■ **INSTRUCTIONS TO FOLLOW**
Across the following data, how many lines include the string "IntoResponse"? Reply with the number and nothing more.

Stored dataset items
Segment Open

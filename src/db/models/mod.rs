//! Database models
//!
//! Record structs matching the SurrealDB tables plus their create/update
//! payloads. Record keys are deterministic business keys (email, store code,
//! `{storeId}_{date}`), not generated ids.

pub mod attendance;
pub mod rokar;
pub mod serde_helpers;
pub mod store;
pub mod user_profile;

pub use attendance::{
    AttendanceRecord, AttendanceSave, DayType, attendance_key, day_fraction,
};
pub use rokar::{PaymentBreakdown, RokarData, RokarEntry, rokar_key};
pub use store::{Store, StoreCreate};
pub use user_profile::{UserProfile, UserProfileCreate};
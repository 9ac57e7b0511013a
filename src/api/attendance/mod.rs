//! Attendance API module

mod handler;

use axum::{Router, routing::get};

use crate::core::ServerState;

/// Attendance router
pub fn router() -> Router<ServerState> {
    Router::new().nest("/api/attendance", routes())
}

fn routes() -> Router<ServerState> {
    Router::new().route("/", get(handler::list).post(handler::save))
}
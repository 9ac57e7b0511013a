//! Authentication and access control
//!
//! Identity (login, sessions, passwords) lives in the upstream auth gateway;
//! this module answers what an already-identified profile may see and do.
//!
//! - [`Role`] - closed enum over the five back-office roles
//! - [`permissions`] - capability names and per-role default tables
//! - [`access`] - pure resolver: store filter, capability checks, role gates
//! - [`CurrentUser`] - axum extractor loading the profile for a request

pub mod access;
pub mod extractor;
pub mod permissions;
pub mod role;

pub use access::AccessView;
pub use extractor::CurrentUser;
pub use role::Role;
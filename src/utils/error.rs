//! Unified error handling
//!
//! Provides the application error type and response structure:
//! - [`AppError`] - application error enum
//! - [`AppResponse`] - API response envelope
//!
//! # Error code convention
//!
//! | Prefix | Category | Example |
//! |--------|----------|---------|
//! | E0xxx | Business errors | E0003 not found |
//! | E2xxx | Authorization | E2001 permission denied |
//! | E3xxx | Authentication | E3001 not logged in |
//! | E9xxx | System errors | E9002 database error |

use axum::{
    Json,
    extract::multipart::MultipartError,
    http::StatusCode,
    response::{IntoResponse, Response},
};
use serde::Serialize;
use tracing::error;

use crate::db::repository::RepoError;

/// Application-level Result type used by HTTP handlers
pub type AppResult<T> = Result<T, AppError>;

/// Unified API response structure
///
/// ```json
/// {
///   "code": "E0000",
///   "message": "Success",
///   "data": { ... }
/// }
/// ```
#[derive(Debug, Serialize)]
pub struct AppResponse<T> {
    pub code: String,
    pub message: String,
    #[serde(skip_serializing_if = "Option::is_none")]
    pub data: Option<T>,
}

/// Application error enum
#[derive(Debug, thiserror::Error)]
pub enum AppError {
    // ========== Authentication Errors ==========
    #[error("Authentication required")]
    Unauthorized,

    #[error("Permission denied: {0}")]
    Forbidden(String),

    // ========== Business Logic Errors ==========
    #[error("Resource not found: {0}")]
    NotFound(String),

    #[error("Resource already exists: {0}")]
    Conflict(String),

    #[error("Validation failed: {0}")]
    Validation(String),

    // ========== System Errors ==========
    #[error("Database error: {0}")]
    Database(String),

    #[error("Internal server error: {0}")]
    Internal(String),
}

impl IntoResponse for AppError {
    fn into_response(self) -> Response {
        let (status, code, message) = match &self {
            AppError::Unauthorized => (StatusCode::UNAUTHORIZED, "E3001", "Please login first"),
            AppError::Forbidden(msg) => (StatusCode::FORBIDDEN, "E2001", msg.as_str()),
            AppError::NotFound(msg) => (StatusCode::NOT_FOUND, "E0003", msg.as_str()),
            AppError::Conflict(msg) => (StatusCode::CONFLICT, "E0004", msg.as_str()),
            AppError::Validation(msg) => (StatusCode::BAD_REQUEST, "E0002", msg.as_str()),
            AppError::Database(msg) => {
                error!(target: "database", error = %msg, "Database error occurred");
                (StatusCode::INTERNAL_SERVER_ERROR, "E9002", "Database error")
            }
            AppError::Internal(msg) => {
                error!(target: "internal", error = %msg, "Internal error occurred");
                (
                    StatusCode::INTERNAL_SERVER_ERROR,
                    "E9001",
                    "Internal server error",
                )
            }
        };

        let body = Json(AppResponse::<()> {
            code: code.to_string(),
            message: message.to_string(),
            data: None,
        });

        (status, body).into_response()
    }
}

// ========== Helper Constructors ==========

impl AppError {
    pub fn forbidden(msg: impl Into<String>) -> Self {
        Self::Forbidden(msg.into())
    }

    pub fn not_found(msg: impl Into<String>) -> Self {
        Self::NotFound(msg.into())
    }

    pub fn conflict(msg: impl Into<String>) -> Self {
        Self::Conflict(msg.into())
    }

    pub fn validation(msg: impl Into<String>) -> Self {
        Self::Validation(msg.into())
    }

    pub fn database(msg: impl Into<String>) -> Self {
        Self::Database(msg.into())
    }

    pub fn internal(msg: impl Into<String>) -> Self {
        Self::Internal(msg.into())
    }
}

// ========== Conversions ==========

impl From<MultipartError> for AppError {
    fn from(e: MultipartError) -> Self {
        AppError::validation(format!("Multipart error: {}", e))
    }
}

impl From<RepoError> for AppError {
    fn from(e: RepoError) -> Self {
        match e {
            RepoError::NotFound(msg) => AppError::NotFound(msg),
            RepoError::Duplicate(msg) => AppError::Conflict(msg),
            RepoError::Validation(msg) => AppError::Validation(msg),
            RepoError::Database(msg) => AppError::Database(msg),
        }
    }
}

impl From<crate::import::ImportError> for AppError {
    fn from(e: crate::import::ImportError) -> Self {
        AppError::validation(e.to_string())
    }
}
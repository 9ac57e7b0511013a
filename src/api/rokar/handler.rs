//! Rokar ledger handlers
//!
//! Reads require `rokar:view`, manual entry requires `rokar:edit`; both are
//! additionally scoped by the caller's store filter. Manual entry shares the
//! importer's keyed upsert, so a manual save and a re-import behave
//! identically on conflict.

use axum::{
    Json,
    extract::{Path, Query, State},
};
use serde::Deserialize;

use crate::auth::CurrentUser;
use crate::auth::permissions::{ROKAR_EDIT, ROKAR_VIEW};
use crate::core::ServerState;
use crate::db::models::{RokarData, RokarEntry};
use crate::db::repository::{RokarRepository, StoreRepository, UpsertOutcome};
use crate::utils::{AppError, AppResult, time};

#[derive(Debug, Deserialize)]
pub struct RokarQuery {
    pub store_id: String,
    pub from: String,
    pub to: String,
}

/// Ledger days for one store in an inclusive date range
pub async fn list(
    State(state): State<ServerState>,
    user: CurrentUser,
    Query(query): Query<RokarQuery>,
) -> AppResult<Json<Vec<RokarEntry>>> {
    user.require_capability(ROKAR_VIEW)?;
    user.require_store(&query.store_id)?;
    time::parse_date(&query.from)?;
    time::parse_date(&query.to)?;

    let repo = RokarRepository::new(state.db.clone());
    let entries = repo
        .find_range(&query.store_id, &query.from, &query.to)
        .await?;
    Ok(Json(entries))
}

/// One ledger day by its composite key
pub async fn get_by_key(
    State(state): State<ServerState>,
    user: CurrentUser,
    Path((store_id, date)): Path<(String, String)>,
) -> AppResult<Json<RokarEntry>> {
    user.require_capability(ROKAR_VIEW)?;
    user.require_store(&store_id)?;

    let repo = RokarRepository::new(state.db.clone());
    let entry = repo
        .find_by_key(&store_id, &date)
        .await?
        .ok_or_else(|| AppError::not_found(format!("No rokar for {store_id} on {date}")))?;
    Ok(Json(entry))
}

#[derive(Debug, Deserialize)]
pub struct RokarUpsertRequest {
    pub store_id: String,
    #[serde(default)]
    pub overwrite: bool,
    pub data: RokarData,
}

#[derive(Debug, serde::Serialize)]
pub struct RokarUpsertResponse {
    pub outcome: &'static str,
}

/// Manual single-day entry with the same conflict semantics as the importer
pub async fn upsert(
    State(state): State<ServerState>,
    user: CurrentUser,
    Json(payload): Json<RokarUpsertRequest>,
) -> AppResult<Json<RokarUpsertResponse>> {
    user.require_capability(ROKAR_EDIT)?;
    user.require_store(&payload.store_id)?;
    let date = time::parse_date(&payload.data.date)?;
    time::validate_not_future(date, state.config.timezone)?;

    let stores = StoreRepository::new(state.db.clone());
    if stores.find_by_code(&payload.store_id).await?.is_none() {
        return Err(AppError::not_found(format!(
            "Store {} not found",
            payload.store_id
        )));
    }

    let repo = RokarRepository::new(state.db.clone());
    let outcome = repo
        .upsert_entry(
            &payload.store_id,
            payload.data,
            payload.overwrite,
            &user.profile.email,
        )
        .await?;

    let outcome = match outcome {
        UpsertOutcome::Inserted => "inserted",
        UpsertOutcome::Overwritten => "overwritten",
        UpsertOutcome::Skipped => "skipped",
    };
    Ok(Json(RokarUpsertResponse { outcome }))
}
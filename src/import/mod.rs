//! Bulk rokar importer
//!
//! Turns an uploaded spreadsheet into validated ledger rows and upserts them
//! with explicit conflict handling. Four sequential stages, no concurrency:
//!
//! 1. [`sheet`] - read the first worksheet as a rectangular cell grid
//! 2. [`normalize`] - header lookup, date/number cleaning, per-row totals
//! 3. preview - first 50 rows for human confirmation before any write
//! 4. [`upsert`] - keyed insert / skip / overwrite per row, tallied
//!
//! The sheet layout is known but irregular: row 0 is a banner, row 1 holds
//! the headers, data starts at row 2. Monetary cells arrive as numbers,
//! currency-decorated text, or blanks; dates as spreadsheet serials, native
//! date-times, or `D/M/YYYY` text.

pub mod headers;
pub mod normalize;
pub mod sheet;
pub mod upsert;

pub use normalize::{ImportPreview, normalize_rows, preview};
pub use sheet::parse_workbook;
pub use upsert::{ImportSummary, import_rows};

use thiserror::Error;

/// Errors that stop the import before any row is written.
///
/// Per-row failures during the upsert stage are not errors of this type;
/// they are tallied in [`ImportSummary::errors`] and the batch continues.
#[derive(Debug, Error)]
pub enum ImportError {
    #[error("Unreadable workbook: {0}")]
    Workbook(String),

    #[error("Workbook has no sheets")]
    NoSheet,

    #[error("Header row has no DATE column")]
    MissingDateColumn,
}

Segment Closed
Segment Open

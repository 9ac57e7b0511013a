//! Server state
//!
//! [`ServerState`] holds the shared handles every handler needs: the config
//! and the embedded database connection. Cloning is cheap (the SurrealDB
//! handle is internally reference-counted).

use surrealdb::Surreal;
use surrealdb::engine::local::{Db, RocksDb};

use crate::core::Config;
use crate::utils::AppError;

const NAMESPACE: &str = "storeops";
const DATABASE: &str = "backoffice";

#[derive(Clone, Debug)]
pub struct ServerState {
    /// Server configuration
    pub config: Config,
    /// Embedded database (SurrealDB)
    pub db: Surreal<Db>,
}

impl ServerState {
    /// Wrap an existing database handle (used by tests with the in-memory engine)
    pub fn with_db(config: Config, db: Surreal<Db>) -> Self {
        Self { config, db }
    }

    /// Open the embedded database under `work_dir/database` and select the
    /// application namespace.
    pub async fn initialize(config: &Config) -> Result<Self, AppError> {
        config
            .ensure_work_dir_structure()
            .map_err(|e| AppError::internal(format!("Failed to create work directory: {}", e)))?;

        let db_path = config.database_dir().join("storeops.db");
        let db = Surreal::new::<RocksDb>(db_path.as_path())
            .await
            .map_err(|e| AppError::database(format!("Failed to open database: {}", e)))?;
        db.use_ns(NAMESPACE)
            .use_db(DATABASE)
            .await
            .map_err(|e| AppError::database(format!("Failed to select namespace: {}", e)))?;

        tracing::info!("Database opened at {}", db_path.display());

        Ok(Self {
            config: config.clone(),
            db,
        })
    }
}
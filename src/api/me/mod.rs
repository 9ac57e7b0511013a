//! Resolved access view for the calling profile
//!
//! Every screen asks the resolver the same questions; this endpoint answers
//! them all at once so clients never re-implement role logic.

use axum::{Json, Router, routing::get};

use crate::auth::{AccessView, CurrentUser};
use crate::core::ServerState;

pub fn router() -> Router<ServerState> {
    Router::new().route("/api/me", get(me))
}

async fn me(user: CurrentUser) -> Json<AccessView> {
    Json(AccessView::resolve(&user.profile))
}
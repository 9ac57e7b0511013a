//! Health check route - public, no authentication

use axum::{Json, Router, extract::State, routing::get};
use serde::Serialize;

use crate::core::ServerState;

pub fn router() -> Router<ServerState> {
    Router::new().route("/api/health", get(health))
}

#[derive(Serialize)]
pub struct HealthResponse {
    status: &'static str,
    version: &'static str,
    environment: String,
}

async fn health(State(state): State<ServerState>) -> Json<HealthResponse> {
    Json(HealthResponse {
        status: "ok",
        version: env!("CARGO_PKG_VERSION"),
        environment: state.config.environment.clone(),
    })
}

Segment Closed
Segment Open

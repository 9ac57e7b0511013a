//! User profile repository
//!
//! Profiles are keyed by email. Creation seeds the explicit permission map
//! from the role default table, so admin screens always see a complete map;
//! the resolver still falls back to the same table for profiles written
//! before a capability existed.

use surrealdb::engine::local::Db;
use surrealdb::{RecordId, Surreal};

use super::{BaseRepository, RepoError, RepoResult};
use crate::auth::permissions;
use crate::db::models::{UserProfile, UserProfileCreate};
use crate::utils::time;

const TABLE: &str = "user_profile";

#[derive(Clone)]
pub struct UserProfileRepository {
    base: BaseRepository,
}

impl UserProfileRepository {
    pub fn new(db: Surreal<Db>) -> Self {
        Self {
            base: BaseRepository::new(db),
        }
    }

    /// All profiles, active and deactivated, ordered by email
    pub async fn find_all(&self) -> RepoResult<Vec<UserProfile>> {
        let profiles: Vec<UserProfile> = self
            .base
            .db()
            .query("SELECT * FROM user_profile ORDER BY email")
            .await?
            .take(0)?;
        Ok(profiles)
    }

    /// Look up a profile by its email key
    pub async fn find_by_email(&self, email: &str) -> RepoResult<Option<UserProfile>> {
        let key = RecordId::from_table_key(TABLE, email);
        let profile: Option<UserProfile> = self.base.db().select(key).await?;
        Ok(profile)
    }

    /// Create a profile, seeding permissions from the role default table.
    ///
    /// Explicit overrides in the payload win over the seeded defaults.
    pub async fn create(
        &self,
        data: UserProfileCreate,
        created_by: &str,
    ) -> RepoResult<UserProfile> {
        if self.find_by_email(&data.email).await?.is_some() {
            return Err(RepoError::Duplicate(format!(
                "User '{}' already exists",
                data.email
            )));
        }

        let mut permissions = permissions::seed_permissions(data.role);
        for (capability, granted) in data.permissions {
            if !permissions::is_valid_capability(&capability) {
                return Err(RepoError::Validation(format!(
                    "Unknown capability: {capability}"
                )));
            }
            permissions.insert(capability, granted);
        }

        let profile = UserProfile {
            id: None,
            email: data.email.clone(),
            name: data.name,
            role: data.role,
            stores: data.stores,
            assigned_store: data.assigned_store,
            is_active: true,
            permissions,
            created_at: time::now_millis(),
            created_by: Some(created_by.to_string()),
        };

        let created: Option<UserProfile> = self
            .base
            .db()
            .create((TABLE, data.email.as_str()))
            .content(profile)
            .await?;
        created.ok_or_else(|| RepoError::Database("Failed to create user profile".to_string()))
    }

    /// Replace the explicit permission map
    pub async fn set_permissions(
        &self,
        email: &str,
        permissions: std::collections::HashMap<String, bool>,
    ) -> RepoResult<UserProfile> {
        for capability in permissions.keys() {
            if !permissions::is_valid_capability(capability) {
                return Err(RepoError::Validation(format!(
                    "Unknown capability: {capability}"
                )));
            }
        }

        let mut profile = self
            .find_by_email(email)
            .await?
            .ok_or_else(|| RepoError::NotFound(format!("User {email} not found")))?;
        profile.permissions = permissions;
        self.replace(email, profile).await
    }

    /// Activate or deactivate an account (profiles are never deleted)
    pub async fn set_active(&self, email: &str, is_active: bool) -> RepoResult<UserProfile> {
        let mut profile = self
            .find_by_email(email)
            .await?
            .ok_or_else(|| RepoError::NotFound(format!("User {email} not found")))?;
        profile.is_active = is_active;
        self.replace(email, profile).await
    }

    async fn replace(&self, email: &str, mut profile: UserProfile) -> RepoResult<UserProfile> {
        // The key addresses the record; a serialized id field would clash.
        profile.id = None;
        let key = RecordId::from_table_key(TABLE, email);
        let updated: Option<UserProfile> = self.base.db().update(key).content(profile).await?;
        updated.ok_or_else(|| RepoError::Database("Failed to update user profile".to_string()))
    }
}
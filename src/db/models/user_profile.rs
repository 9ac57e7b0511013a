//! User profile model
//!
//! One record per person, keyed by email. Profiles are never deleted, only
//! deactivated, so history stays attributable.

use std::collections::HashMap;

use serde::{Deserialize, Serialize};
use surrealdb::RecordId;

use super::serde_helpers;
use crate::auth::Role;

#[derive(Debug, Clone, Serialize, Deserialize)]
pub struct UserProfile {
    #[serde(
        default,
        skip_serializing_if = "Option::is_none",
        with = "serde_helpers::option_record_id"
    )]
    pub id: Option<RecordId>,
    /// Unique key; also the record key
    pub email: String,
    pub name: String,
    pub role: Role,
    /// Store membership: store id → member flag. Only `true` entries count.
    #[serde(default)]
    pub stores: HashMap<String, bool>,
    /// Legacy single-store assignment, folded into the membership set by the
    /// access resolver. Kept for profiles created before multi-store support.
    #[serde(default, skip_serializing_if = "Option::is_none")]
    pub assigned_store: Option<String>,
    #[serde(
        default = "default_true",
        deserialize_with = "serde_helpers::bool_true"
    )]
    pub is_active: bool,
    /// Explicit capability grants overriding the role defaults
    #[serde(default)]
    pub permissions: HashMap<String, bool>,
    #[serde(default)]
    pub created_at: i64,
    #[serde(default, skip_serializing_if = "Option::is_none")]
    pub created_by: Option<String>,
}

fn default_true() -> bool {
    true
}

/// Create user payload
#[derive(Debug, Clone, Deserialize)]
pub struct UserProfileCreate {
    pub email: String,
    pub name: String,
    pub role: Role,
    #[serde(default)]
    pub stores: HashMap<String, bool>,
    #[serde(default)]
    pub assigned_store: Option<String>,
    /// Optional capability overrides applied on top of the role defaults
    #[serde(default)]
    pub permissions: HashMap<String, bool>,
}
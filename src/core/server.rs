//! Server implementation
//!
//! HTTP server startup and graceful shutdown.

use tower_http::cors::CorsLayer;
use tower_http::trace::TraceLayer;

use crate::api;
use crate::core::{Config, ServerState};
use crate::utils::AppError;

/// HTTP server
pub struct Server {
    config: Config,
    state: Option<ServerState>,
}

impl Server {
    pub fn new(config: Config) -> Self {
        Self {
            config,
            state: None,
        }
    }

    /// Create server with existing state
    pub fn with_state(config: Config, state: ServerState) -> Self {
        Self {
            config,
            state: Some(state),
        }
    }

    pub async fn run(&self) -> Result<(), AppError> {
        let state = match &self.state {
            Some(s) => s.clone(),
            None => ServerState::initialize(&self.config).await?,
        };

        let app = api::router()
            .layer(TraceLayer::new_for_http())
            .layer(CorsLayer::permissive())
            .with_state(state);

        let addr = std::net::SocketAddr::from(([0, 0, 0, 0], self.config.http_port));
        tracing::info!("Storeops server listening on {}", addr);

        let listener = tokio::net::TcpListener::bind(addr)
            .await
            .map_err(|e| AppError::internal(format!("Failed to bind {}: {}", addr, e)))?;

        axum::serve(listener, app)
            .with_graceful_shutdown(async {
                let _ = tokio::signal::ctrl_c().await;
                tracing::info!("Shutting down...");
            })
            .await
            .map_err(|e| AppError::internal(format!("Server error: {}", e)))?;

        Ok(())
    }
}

Segment Closed

■ **ANSWER AREA**
2